March 8 is International Women’s Day. Learn more about the official holiday and get to celebratin’!
Why do we still celebrate International Women’s Day?
“The original aim – to achieve full gender equality for women around the world – has still not been realised. A gender pay gap persists across the globe and women are still not present in equal numbers in business or politics. Figures show that globally, women’s education, health and violence towards women is still worse than that of men.
According to the World Economic Forum, the gender gap won’t close until 2186.
5 Ways to Celebrate International Women’s Day
Shop from female owned businesses.
Women now make up 40 percent of new entrepreneurs in the US and this number will hopefully continue to grow. (2016 Kauffman Index of Startup Activity)
One of my favourite female owned businesses? My sister’s business, Gabby Malcuit Photography. It’s not easy to hone a craft, manage a business, and have 3 kids at home, but she continues to grow and improve her business each year! I’m disappointed she won’t be in Hong Kong to take Baby P’s newborn photos, but you’ll be seeing maternity photos taken by her on New Kid on the Wok soon!

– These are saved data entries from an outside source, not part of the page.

use serde::{Deserialize, Serialize};

use crate::{NodeRef, RelationID, Tags, WayID};

/// An OSM way: an ordered list of node references.
#[derive(Clone, Debug, Serialize, Deserialize)]
pub struct Way {
    pub id: WayID,
    pub node_refs: Vec<NodeRef>,
    pub tags: Tags,
}

impl Way {
    pub fn new(id: WayID) -> Way {
        Way {
            id,
            node_refs: Vec::new(),
            tags: Tags::empty(),
        }
    }
}

/// An OSM relation, as far as area assembly cares: the attributes and tags
/// that get copied onto the assembled area. The member ways are handed to the
/// assembler separately, as offsets into a `WayBuffer`.
#[derive(Clone, Debug, Serialize, Deserialize)]
pub struct Relation {
    pub id: RelationID,
    pub version: u32,
    pub changeset: u64,
    pub timestamp: i64,
    pub visible: bool,
    pub uid: i64,
    pub user: String,
    pub tags: Tags,
}

impl Relation {
    pub fn new(id: RelationID) -> Relation {
        Relation {
            id,
            version: 0,
            changeset: 0,
            timestamp: 0,
            visible: true,
            uid: 0,
            user: String::new(),
            tags: Tags::empty(),
        }
    }
}
//! Assembles area objects from OSM multipolygon relations and their member
//! ways. Real-world relations are messy -- ways arrive split, reversed,
//! duplicated, or sharing endpoints arbitrarily -- so the assembler works on
//! undirected segments, glues them into rings by endpoint location, and
//! classifies each ring's winding to sort outer boundaries from holes.
//! Invalid geometry (crossing segments, chains that never close) is recorded
//! as a `Problem` and the area is emitted without rings.

#[macro_use]
extern crate log;

mod assembler;
mod problem;
mod proto_ring;
mod segment;

pub use crate::assembler::Assembler;
pub use crate::problem::{Problem, ProblemKind};
pub use crate::proto_ring::{ProtoRing, RingArena, RingId};
pub use crate::segment::NodeRefSegment;
//! Primitives shared by the OSM area-building pipeline: typed ids, fixed-point
//! locations, tags, ways and relations, plus the input buffer the assembler
//! reads member ways from and the output buffer it writes areas to.

#[macro_use]
extern crate anyhow;

mod buffer;
mod builder;
mod ids;
mod location;
mod objects;
mod tags;

pub use crate::buffer::WayBuffer;
pub use crate::builder::{
    Area, AreaBuffer, AreaBuilder, InnerRingBuilder, OuterRing, OuterRingBuilder, TagListBuilder,
};
pub use crate::ids::{NodeID, RelationID, WayID};
pub use crate::location::{Location, NodeRef};
pub use crate::objects::{Relation, Way};
pub use crate::tags::Tags;
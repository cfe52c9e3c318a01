//! The post aggregate: a post owns its likes and its comments, and each
//! comment owns its own likes.
//!
//! Author name and avatar are copied onto posts and comments when they are
//! created and are not refreshed when the profile changes later, so reads
//! never need to join against users.

use serde::{Deserialize, Serialize};
use thiserror::Error;
use time::OffsetDateTime;
use uuid::Uuid;

use crate::{auth::repo_types::User, error::AppError};

#[derive(Debug, Error)]
pub enum PostError {
    #[error("post not found")]
    PostNotFound,

    #[error("comment does not exist")]
    CommentNotFound,

    #[error("user not authorized")]
    NotAuthorized,

    #[error("post has not yet been liked")]
    NotLiked,

    #[error(transparent)]
    Store(#[from] anyhow::Error),
}

impl From<PostError> for AppError {
    fn from(e: PostError) -> Self {
        match e {
            PostError::PostNotFound | PostError::CommentNotFound => AppError::NotFound(e.to_string()),
            PostError::NotAuthorized => AppError::Authorization(e.to_string()),
            PostError::NotLiked => AppError::State(e.to_string()),
            PostError::Store(e) => AppError::Server(e),
        }
    }
}

#[derive(Debug, Clone, Copy, PartialEq, Eq, Serialize, Deserialize)]
pub struct Like {
    pub user: Uuid,
}

/// Author fields captured at creation time.
#[derive(Debug, Clone)]
pub struct AuthorSnapshot {
    pub id: Uuid,
    pub name: String,
    pub avatar: String,
}

impl From<&User> for AuthorSnapshot {
    fn from(u: &User) -> Self {
        Self {
            id: u.id,
            name: u.name.clone(),
            avatar: u.avatar.clone(),
        }
    }
}

#[derive(Debug, Clone, PartialEq, Eq, Serialize, Deserialize)]
pub struct Comment {
    pub id: Uuid,
    pub user: Uuid,
    pub name: String,
    pub avatar: String,
    pub text: String,
    pub comment_likes: Vec<Like>,
    #[serde(with = "time::serde::rfc3339")]
    pub date: OffsetDateTime,
}

impl Comment {
    pub fn new(author: &AuthorSnapshot, text: String) -> Self {
        Self {
            id: Uuid::new_v4(),
            user: author.id,
            name: author.name.clone(),
            avatar: author.avatar.clone(),
            text,
            comment_likes: Vec::new(),
            date: OffsetDateTime::now_utc(),
        }
    }
}

#[derive(Debug, Clone, PartialEq, Eq, Serialize, Deserialize)]
pub struct Post {
    pub id: Uuid,
    pub user: Uuid,
    pub name: String,
    pub avatar: String,
    pub text: String,
    pub likes: Vec<Like>,
    pub comments: Vec<Comment>,
    #[serde(with = "time::serde::rfc3339")]
    pub date: OffsetDateTime,
}

impl Post {
    pub fn new(author: &AuthorSnapshot, text: String) -> Self {
        Self {
            id: Uuid::new_v4(),
            user: author.id,
            name: author.name.clone(),
            avatar: author.avatar.clone(),
            text,
            likes: Vec::new(),
            comments: Vec::new(),
            date: OffsetDateTime::now_utc(),
        }
    }

    /// Returns `true` when the user now likes the post.
    pub fn toggle_like(&mut self, user: Uuid) -> bool {
        toggle(&mut self.likes, user)
    }

    pub fn unlike(&mut self, user: Uuid) -> Result<(), PostError> {
        let idx = position(&self.likes, user).ok_or(PostError::NotLiked)?;
        self.likes.remove(idx);
        Ok(())
    }

    /// Newest comment goes first.
    pub fn add_comment(&mut self, comment: Comment) -> &Comment {
        self.comments.insert(0, comment);
        &self.comments[0]
    }

    pub fn remove_comment(&mut self, comment_id: Uuid, requester: Uuid) -> Result<Comment, PostError> {
        let idx = self
            .comments
            .iter()
            .position(|c| c.id == comment_id)
            .ok_or(PostError::CommentNotFound)?;
        if self.comments[idx].user != requester {
            return Err(PostError::NotAuthorized);
        }
        Ok(self.comments.remove(idx))
    }

    /// Returns `true` when the user now likes the comment.
    pub fn toggle_comment_like(&mut self, comment_id: Uuid, user: Uuid) -> Result<bool, PostError> {
        let comment = self
            .comments
            .iter_mut()
            .find(|c| c.id == comment_id)
            .ok_or(PostError::CommentNotFound)?;
        Ok(toggle(&mut comment.comment_likes, user))
    }
}

fn position(likes: &[Like], user: Uuid) -> Option<usize> {
    likes.iter().position(|l| l.user == user)
}

// remove if present, else prepend
fn toggle(likes: &mut Vec<Like>, user: Uuid) -> bool {
    match position(likes, user) {
        Some(idx) => {
            likes.remove(idx);
            false
        }
        None => {
            likes.insert(0, Like { user });
            true
        }
    }
}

Give and financially support organizations that directly support and empower women.
My favorites –
The Akilah Institute is Rwanda’s only women’s college and has been educating and empowering women for over 8 years. 47% of Akilah’s students have lost one or both parents and 78% are the first generation in their families to complete higher education. Today 88% of Akilah graduates move directly into jobs in their career pathways within 6 months of graduation and earn 12x the national median income.
Enrich is a Hong Kong based nonprofit whose mission is to empower foreign domestic workers in Hong Kong, regardless of nationality or background, to transform their lives through financial education and personal development programs.
Hong Kong’s foreign domestic workers are arguably the backbone of life and the economy in Hong Kong. Domestic workers leave their own families to care for Hong Kong’s children, elderly and households. Because of this help, dual-income households are possible and women in Hong Kong are better able to manage their careers and family life.
Enrich provides financial literacy training and empowerment programs that support female domestic workers at each stage of the migration journey: before she leaves her home country, after she has arrived in Hong Kong, whilst she is working here, and when she is ready to plan for return or reintegration to her home.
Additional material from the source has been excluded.